In an interview with EFE, the expert also said that at that time there were several strains of the disease that coexisted at the same time. When they analyzed the DNA of the mummies, they found branches that originated in the Roman Empire. Only Terézia Hausmann’s mummy, for example, had two different types of tuberculosis bacteria.
The discovery was published in the journal Nature Communications . “It was fascinating to see the similarities between the TB genome sequences we recovered and the genome of a recent strain in Germany,” said Mark Pallen, professor of microbial genomics at Warwick Medical School in the UK, in a statement.
According to Pallen, the study can help track the evolution and spread of microbes.
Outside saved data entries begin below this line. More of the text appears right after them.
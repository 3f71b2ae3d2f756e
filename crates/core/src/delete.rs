//! Folder deletion
//!
//! A folder is only a naming convention over flat keys, so deleting one
//! means listing every key under its prefix and bulk-deleting them. An
//! empty folder exists only as its zero-byte marker, which is deleted
//! directly.
//!
//! Deletion is not transactional. A failure part-way leaves some keys in
//! place; running the same deletion again converges to the empty state.
//! Objects written under the prefix after the listing step may survive.

use serde::Serialize;

use crate::error::{Error, FailedKey, Result};
use crate::listing::list_all;
use crate::traits::ObjectStore;

/// Maximum number of keys per bulk delete request (S3 limit)
pub const MAX_DELETE_BATCH: usize = 1000;

/// Outcome of a successful folder deletion
#[derive(Debug, Clone, Default, PartialEq, Eq, Serialize)]
pub struct FolderDeleteReport {
    /// Absolute prefix that was deleted
    pub prefix: String,

    /// Keys removed by bulk deletes
    pub deleted: Vec<String>,

    /// Number of bulk delete requests issued
    pub batches: usize,

    /// Nothing was listed and only the marker key was deleted
    pub marker_only: bool,
}

/// Deletes every object under a folder prefix
pub struct FolderDeleter<'a, S: ?Sized> {
    store: &'a S,
    batch_size: usize,
}

impl<'a, S> FolderDeleter<'a, S>
where
    S: ObjectStore + ?Sized,
{
    pub fn new(store: &'a S) -> Self {
        Self {
            store,
            batch_size: MAX_DELETE_BATCH,
        }
    }

    /// Set the bulk delete batch size, clamped to `1..=MAX_DELETE_BATCH`
    pub fn batch_size(mut self, size: usize) -> Self {
        self.batch_size = size.clamp(1, MAX_DELETE_BATCH);
        self
    }

    /// Delete every object whose key starts with `prefix`
    ///
    /// Returns `PartialDeleteFailure` when the store reports per-key errors
    /// for any batch. All batches are attempted before that error is
    /// returned, so it lists every surviving key.
    pub async fn delete_folder(&self, prefix: &str) -> Result<FolderDeleteReport> {
        if prefix.is_empty() {
            return Err(Error::InvalidPath("Refusing to delete an empty prefix".into()));
        }

        let entries = list_all(self.store, prefix)
            .await
            .map_err(|e| e.during("list"))?;

        if entries.is_empty() {
            return self.delete_marker(prefix).await;
        }

        let keys: Vec<String> = entries.into_iter().map(|e| e.key).collect();
        let mut deleted = Vec::with_capacity(keys.len());
        let mut failed: Vec<FailedKey> = Vec::new();
        let mut batches = 0;

        for chunk in keys.chunks(self.batch_size) {
            batches += 1;
            let result = self
                .store
                .delete_objects(chunk.to_vec())
                .await
                .map_err(|e| e.during(&format!("delete batch {batches}")))?;

            if !result.errors.is_empty() {
                tracing::warn!(
                    prefix,
                    batch = batches,
                    failed = result.errors.len(),
                    "bulk delete reported per-key errors"
                );
            }
            deleted.extend(result.deleted);
            failed.extend(result.errors);
        }

        if !failed.is_empty() {
            return Err(Error::PartialDeleteFailure {
                deleted: deleted.len(),
                failed,
            });
        }

        tracing::info!(prefix, deleted = deleted.len(), batches, "deleted folder");
        Ok(FolderDeleteReport {
            prefix: prefix.to_string(),
            deleted,
            batches,
            marker_only: false,
        })
    }

    async fn delete_marker(&self, prefix: &str) -> Result<FolderDeleteReport> {
        match self.store.delete_object(prefix).await {
            Ok(()) | Err(Error::NotFound(_)) => {}
            Err(e) => return Err(e.during("delete marker")),
        }

        tracing::info!(prefix, "deleted empty folder marker");
        Ok(FolderDeleteReport {
            prefix: prefix.to_string(),
            deleted: Vec::new(),
            batches: 0,
            marker_only: true,
        })
    }
}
It also “revealed that some [bacterial] lineages have been circulating in Europe for more than two centuries,” the expert pointed out.
Mummification
For the researchers’ convenience, the bodies had been deposited in the Hungarian church between 1730 and 1838, which allowed them to be preserved. This all happened because, in the 1780s, King Joseph II prohibited burials in religious crypts, where the ᴅᴇᴀᴅ were placed one on top of the other, without separation, which was increasing contamination in the region.
However, the residents of Vác did not respect the monarch’s prohibition. As part of their cultural tradition, they went to the Hungarian church and placed several bodies of important people there. Until, in 1838, the place was finally closed.
The small cathedral then fell into oblivion. However, the temperature of the icy place, which varies between 8 and 11 degrees, and its high humidity of 90%, allowed a natural mummification process .
Wood chips placed in the bottom of the coffins, which absorbed bodily fluids, and natural antimicrobial agents in the pine resin in the coffins may also have helped. The internal organs were thus left largely intact, allowing for the detection of tuberculosis bacteria.
The mummies were transferred to the Hungarian Natural History Museum. According to data from the World Health Organization, the bacterial disease that annihilated them today still kills 4,500 people every day worldwide, according to data from 2019. The answer to new treatments for tuberculosis may lie in paleomicrobiology, the fascinating study of how microbes acted in the past.